The Diplomat
Overview
Kazakhstan’s Bid For AI Sovereignty
Depositphotos
Central Asia

Kazakhstan’s Bid For AI Sovereignty

Astana is talking a big game on artificial intelligence, but can it deliver?

By Joe Luc Barnes

On March 13, Kazakhstan’s President Kassym-Jomart Tokayev met with Thomas Pramotedham, the CEO of Presight AI, an artificial intelligence firm, to discuss plans for a supercomputer cluster in the country. The project is part of a slew of initiatives from the government to position itself as a regional leader in artificial intelligence.

Astana is placing hope in the technology not merely for economic growth. There is also a cultural aspect to the push, with a strong domestic AI industry seen as vital for linguistic preservation.

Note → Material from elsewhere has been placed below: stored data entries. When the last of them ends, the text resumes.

//! `customElements.define` calls (analyze phase)
//!
//! Each definition call produces a `custom-element-definition` export
//! whose declaration reference points at the defined class. Tag names are
//! attached to the class declarations themselves later, at package link,
//! once every module's declarations exist.

use anyhow::Result;

use crate::analysis::plugin::{AnalyzeArgs, Plugin};
use crate::ast;
use crate::schema::{Export, ExportKind};

pub struct CustomElementsDefinePlugin;

impl Plugin for CustomElementsDefinePlugin {
    fn name(&self) -> &str {
        "CORE - CUSTOM-ELEMENTS-DEFINE-CALLS"
    }

    fn analyze(&mut self, args: &mut AnalyzeArgs<'_, '_>) -> Result<()> {
        if args.node.kind() != "call_expression" {
            return Ok(());
        }
        let node = args.node;
        let source = args.source;

        let Some(function) = node.child_by_field_name("function") else {
            return Ok(());
        };
        if function.kind() != "member_expression" {
            return Ok(());
        }
        let callee = ast::node_text(function, source);
        if callee != "customElements.define" && callee != "window.customElements.define" {
            return Ok(());
        }

        let Some(arguments) = node.child_by_field_name("arguments") else {
            return Ok(());
        };
        let Some(tag_name) = arguments
            .named_child(0)
            .and_then(|first| ast::string_literal_value(first, source))
        else {
            return Ok(());
        };
        let Some(class_argument) = arguments.named_child(1) else {
            return Ok(());
        };
        if class_argument.kind() != "identifier" {
            // An inline class expression has no name to link against.
            return Ok(());
        }
        let class_name = ast::node_text(class_argument, source);

        args.module.exports.push(Export {
            kind: ExportKind::CustomElementDefinition,
            name: tag_name,
            declaration: args.context.resolve(class_name),
        });
        Ok(())
    }
}
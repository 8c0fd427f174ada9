//! Top-level variable declarations (analyze phase)
//!
//! Variables with plain value initializers. Function-valued and
//! mixin-shaped declarators were claimed by earlier plugins; everything
//! else becomes a `variable` declaration with the same type inference and
//! default capture rules fields use.

use anyhow::Result;

use crate::analysis::plugin::{AnalyzeArgs, Plugin};
use crate::ast;
use crate::builders::{field, mixin};
use crate::jsdoc;
use crate::plugins::is_top_level;
use crate::schema::{Declaration, Type, VariableDeclaration};

pub struct VariablesPlugin;

impl Plugin for VariablesPlugin {
    fn name(&self) -> &str {
        "CORE - VARIABLES"
    }

    fn analyze(&mut self, args: &mut AnalyzeArgs<'_, '_>) -> Result<()> {
        if !matches!(
            args.node.kind(),
            "lexical_declaration" | "variable_declaration"
        ) || !is_top_level(args.node)
        {
            return Ok(());
        }
        let source = args.source;

        for declarator in ast::find_children_by_kind(args.node, "variable_declarator") {
            let Some(name) = declarator
                .child_by_field_name("name")
                .filter(|n| n.kind() == "identifier")
                .map(|n| ast::node_text(n, source).to_string())
            else {
                continue;
            };
            if args.module.has_declaration(&name) {
                continue;
            }

            let value = declarator.child_by_field_name("value");
            if let Some(value) = value {
                if matches!(value.kind(), "arrow_function" | "function_expression" | "class") {
                    continue;
                }
                if mixin::detect_mixin(value, source).is_some() {
                    continue;
                }
            }

            let doc = jsdoc::for_node(declarator, source);
            let mut declaration = VariableDeclaration {
                name,
                var_type: ast::type_annotation_text(declarator, source).map(Type::new),
                ..Default::default()
            };
            if let Some(value) = value {
                if declaration.var_type.is_none() {
                    declaration.var_type = field::infer_type(value, source);
                }
                declaration.default = field::capture_default(value, source);
            }
            if let Some(doc) = &doc {
                declaration.description = doc.description.clone();
                declaration.summary = doc.summary();
                if declaration.var_type.is_none() {
                    declaration.var_type = doc.type_text().map(Type::new);
                }
                declaration.ignore = doc.is_ignored();
            }

            args.module
                .declarations
                .push(Declaration::Variable(declaration));
        }
        Ok(())
    }
}
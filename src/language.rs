//! Language support - shared tree-sitter grammar configuration
//!
//! This is the single source of truth for grammar selection. All
//! language-specific tree-sitter configuration goes here to avoid
//! duplication across the pipeline.

use tree_sitter::{Parser, Tree};

use crate::error::AnalyzeError;

/// Pick a grammar name for a module path.
///
/// TypeScript syntax is a superset of JavaScript here, but the grammars
/// disagree on a handful of node shapes (heritage clauses, field names),
/// so routing by extension keeps both dialects first-class.
pub fn language_for_path(path: &str) -> &'static str {
    match path.rsplit('.').next() {
        Some("ts") => "typescript",
        Some("tsx") => "tsx",
        _ => "javascript",
    }
}

/// Get the tree-sitter language for a grammar name.
pub fn get_tree_sitter_language(language: &str) -> tree_sitter::Language {
    match language {
        "typescript" => tree_sitter_typescript::LANGUAGE_TYPESCRIPT.into(),
        "tsx" => tree_sitter_typescript::LANGUAGE_TSX.into(),
        _ => tree_sitter_javascript::LANGUAGE.into(),
    }
}

/// Parse one module's source into a syntax tree.
///
/// Parse failure is fatal for the whole run: the pipeline does not attempt
/// to recover from malformed source.
pub fn parse_module(path: &str, source: &str) -> Result<Tree, AnalyzeError> {
    let language = language_for_path(path);
    let mut parser = Parser::new();
    parser
        .set_language(&get_tree_sitter_language(language))
        .map_err(|_| AnalyzeError::Parse {
            path: path.to_string(),
            language,
        })?;

    parser.parse(source, None).ok_or_else(|| AnalyzeError::Parse {
        path: path.to_string(),
        language,
    })
}
//! Cross-module resolution
//!
//! `symbols` answers "where does this name point" from a module's import
//! table. `inheritance` runs at package link and flattens superclass and
//! mixin chains onto every class-like declaration.

pub mod inheritance;
pub mod symbols;
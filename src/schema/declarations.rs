//! Module-level declarations
//!
//! The declaration kinds a module can own. Classes and mixins share the
//! class-like surface (members, attributes, events) behind the `ClassLike`
//! trait so the inheritance resolver can treat them uniformly.

use serde::{Deserialize, Serialize};

use super::members::{
    Attribute, ClassMember, CssCustomProperty, CssCustomState, CssPart, Event, FunctionReturn,
    Parameter, Slot, Type,
};
use super::reference::Reference;

#[derive(Debug, Clone, PartialEq, Serialize, Deserialize)]
#[serde(tag = "kind")]
pub enum Declaration {
    #[serde(rename = "class")]
    Class(ClassDeclaration),
    /// A class that has been linked to a tag name (or extends a known base
    /// element) and therefore describes a registered custom element.
    #[serde(rename = "custom-element")]
    CustomElement(ClassDeclaration),
    #[serde(rename = "mixin")]
    Mixin(MixinDeclaration),
    #[serde(rename = "function")]
    Function(FunctionDeclaration),
    #[serde(rename = "variable")]
    Variable(VariableDeclaration),
    /// Interfaces appear in externally supplied manifests (and may be
    /// produced by user plugins); the built-in pipeline never emits them.
    #[serde(rename = "interface")]
    Interface(InterfaceDeclaration),
}

impl Declaration {
    pub fn name(&self) -> &str {
        match self {
            Declaration::Class(c) | Declaration::CustomElement(c) => &c.name,
            Declaration::Mixin(m) => &m.name,
            Declaration::Function(f) => &f.name,
            Declaration::Variable(v) => &v.name,
            Declaration::Interface(i) => &i.name,
        }
    }

    pub fn is_ignored(&self) -> bool {
        match self {
            Declaration::Class(c) | Declaration::CustomElement(c) => c.ignore,
            Declaration::Mixin(m) => m.ignore,
            Declaration::Function(f) => f.ignore,
            Declaration::Variable(v) => v.ignore,
            Declaration::Interface(_) => false,
        }
    }

    pub fn as_class(&self) -> Option<&ClassDeclaration> {
        match self {
            Declaration::Class(c) | Declaration::CustomElement(c) => Some(c),
            _ => None,
        }
    }

    pub fn as_class_mut(&mut self) -> Option<&mut ClassDeclaration> {
        match self {
            Declaration::Class(c) | Declaration::CustomElement(c) => Some(c),
            _ => None,
        }
    }

    pub fn as_variable(&self) -> Option<&VariableDeclaration> {
        match self {
            Declaration::Variable(v) => Some(v),
            _ => None,
        }
    }

    pub fn as_class_like(&self) -> Option<&dyn ClassLike> {
        match self {
            Declaration::Class(c) | Declaration::CustomElement(c) => Some(c),
            Declaration::Mixin(m) => Some(m),
            _ => None,
        }
    }

    pub fn as_class_like_mut(&mut self) -> Option<&mut dyn ClassLike> {
        match self {
            Declaration::Class(c) | Declaration::CustomElement(c) => Some(c),
            Declaration::Mixin(m) => Some(m),
            _ => None,
        }
    }
}

/// Uniform access to the class-shaped surface of classes and mixins.
pub trait ClassLike {
    fn name(&self) -> &str;
    fn superclass(&self) -> Option<&Reference>;
    fn mixin_refs(&self) -> &[Reference];
    fn members(&self) -> &[ClassMember];
    fn members_mut(&mut self) -> &mut Vec<ClassMember>;
    fn attributes(&self) -> &[Attribute];
    fn attributes_mut(&mut self) -> &mut Vec<Attribute>;
    fn events(&self) -> &[Event];
    fn events_mut(&mut self) -> &mut Vec<Event>;
}

#[derive(Debug, Clone, Default, PartialEq, Serialize, Deserialize)]
#[serde(rename_all = "camelCase")]
pub struct ClassDeclaration {
    pub name: String,
    #[serde(skip_serializing_if = "Option::is_none")]
    pub description: Option<String>,
    #[serde(skip_serializing_if = "Option::is_none")]
    pub summary: Option<String>,
    #[serde(skip_serializing_if = "Option::is_none")]
    pub superclass: Option<Reference>,
    #[serde(default, skip_serializing_if = "Vec::is_empty")]
    pub mixins: Vec<Reference>,
    #[serde(default, skip_serializing_if = "Vec::is_empty")]
    pub members: Vec<ClassMember>,
    #[serde(default, skip_serializing_if = "Vec::is_empty")]
    pub attributes: Vec<Attribute>,
    #[serde(default, skip_serializing_if = "Vec::is_empty")]
    pub events: Vec<Event>,
    #[serde(default, skip_serializing_if = "Vec::is_empty")]
    pub css_properties: Vec<CssCustomProperty>,
    #[serde(default, skip_serializing_if = "Vec::is_empty")]
    pub css_parts: Vec<CssPart>,
    #[serde(default, skip_serializing_if = "Vec::is_empty")]
    pub slots: Vec<Slot>,
    #[serde(default, skip_serializing_if = "Vec::is_empty")]
    pub css_states: Vec<CssCustomState>,
    #[serde(skip_serializing_if = "Option::is_none")]
    pub tag_name: Option<String>,

    #[serde(skip)]
    pub ignore: bool,
}

impl ClassDeclaration {
    pub fn new(name: impl Into<String>) -> Self {
        Self {
            name: name.into(),
            ..Default::default()
        }
    }

    pub fn member(&self, name: &str) -> Option<&ClassMember> {
        self.members.iter().find(|m| m.name() == name)
    }

    pub fn attribute_mut(&mut self, name: &str) -> Option<&mut Attribute> {
        self.attributes.iter_mut().find(|a| a.name == name)
    }
}

impl ClassLike for ClassDeclaration {
    fn name(&self) -> &str {
        &self.name
    }
    fn superclass(&self) -> Option<&Reference> {
        self.superclass.as_ref()
    }
    fn mixin_refs(&self) -> &[Reference] {
        &self.mixins
    }
    fn members(&self) -> &[ClassMember] {
        &self.members
    }
    fn members_mut(&mut self) -> &mut Vec<ClassMember> {
        &mut self.members
    }
    fn attributes(&self) -> &[Attribute] {
        &self.attributes
    }
    fn attributes_mut(&mut self) -> &mut Vec<Attribute> {
        &mut self.attributes
    }
    fn events(&self) -> &[Event] {
        &self.events
    }
    fn events_mut(&mut self) -> &mut Vec<Event> {
        &mut self.events
    }
}

/// A mixin factory: function-shaped on the outside, class-shaped inside.
/// Carries the factory's parameters and JSDoc next to the inner class's
/// members. Mixins have no superclass of their own (the base comes in as a
/// parameter) but may apply further mixins.
#[derive(Debug, Clone, Default, PartialEq, Serialize, Deserialize)]
#[serde(rename_all = "camelCase")]
pub struct MixinDeclaration {
    pub name: String,
    #[serde(skip_serializing_if = "Option::is_none")]
    pub description: Option<String>,
    #[serde(skip_serializing_if = "Option::is_none")]
    pub summary: Option<String>,
    #[serde(default, skip_serializing_if = "Vec::is_empty")]
    pub parameters: Vec<Parameter>,
    #[serde(default, skip_serializing_if = "Vec::is_empty")]
    pub mixins: Vec<Reference>,
    #[serde(default, skip_serializing_if = "Vec::is_empty")]
    pub members: Vec<ClassMember>,
    #[serde(default, skip_serializing_if = "Vec::is_empty")]
    pub attributes: Vec<Attribute>,
    #[serde(default, skip_serializing_if = "Vec::is_empty")]
    pub events: Vec<Event>,
    #[serde(default, skip_serializing_if = "Vec::is_empty")]
    pub css_properties: Vec<CssCustomProperty>,
    #[serde(default, skip_serializing_if = "Vec::is_empty")]
    pub css_parts: Vec<CssPart>,
    #[serde(default, skip_serializing_if = "Vec::is_empty")]
    pub slots: Vec<Slot>,
    #[serde(default, skip_serializing_if = "Vec::is_empty")]
    pub css_states: Vec<CssCustomState>,

    #[serde(skip)]
    pub ignore: bool,
}

impl ClassLike for MixinDeclaration {
    fn name(&self) -> &str {
        &self.name
    }
    fn superclass(&self) -> Option<&Reference> {
        None
    }
    fn mixin_refs(&self) -> &[Reference] {
        &self.mixins
    }
    fn members(&self) -> &[ClassMember] {
        &self.members
    }
    fn members_mut(&mut self) -> &mut Vec<ClassMember> {
        &mut self.members
    }
    fn attributes(&self) -> &[Attribute] {
        &self.attributes
    }
    fn attributes_mut(&mut self) -> &mut Vec<Attribute> {
        &mut self.attributes
    }
    fn events(&self) -> &[Event] {
        &self.events
    }
    fn events_mut(&mut self) -> &mut Vec<Event> {
        &mut self.events
    }
}

#[derive(Debug, Clone, Default, PartialEq, Serialize, Deserialize)]
#[serde(rename_all = "camelCase")]
pub struct FunctionDeclaration {
    pub name: String,
    #[serde(skip_serializing_if = "Option::is_none")]
    pub description: Option<String>,
    #[serde(skip_serializing_if = "Option::is_none")]
    pub summary: Option<String>,
    #[serde(default, skip_serializing_if = "Vec::is_empty")]
    pub parameters: Vec<Parameter>,
    #[serde(rename = "return", skip_serializing_if = "Option::is_none")]
    pub return_info: Option<FunctionReturn>,

    #[serde(skip)]
    pub ignore: bool,
}

#[derive(Debug, Clone, Default, PartialEq, Serialize, Deserialize)]
#[serde(rename_all = "camelCase")]
pub struct InterfaceDeclaration {
    pub name: String,
    #[serde(skip_serializing_if = "Option::is_none")]
    pub description: Option<String>,
    #[serde(skip_serializing_if = "Option::is_none")]
    pub summary: Option<String>,
    #[serde(default, skip_serializing_if = "Vec::is_empty")]
    pub members: Vec<ClassMember>,
}

#[derive(Debug, Clone, Default, PartialEq, Serialize, Deserialize)]
#[serde(rename_all = "camelCase")]
pub struct VariableDeclaration {
    pub name: String,
    #[serde(rename = "type", skip_serializing_if = "Option::is_none")]
    pub var_type: Option<Type>,
    #[serde(skip_serializing_if = "Option::is_none")]
    pub default: Option<String>,
    #[serde(skip_serializing_if = "Option::is_none")]
    pub description: Option<String>,
    #[serde(skip_serializing_if = "Option::is_none")]
    pub summary: Option<String>,

    #[serde(skip)]
    pub ignore: bool,
}

#[cfg(test)]
mod tests {
    use super::*;

    #[test]
    fn declaration_kind_tags() {
        let class = Declaration::Class(ClassDeclaration::new("MyEl"));
        assert_eq!(serde_json::to_value(&class).unwrap()["kind"], "class");

        let element = Declaration::CustomElement(ClassDeclaration::new("MyEl"));
        assert_eq!(
            serde_json::to_value(&element).unwrap()["kind"],
            "custom-element"
        );

        let mixin = Declaration::Mixin(MixinDeclaration {
            name: "MyMixin".to_string(),
            ..Default::default()
        });
        assert_eq!(serde_json::to_value(&mixin).unwrap()["kind"], "mixin");
    }

    #[test]
    fn interface_declarations_round_trip() {
        // Produced by external manifests and user plugins, not the
        // built-in pipeline.
        let parsed: Declaration =
            serde_json::from_value(serde_json::json!({"kind": "interface", "name": "Sizable"}))
                .unwrap();
        assert_eq!(parsed.name(), "Sizable");
        assert_eq!(serde_json::to_value(&parsed).unwrap()["kind"], "interface");
    }

    #[test]
    fn class_like_covers_classes_and_mixins() {
        let mut decl = Declaration::Mixin(MixinDeclaration {
            name: "M".to_string(),
            ..Default::default()
        });
        let class_like = decl.as_class_like_mut().unwrap();
        assert_eq!(class_like.name(), "M");
        assert!(class_like.superclass().is_none());

        let var = Declaration::Variable(VariableDeclaration {
            name: "x".to_string(),
            ..Default::default()
        });
        assert!(var.as_class_like().is_none());
    }
}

However, as a recent delay to the supercomputer project demonstrates, even the best laid plans can fall victim to geopolitical forces. While Kazakhstan might talk a big game on AI, can it deliver?

Controlling The Narrative

Large language models, or LLMs, are the basis of AI programs such as ChatGPT, which process, understand, and generate human language. These models are overwhelmingly trained on a handful of dominant languages, such as English, Mandarin, and Spanish, while smaller languages like Kazakh are often overlooked.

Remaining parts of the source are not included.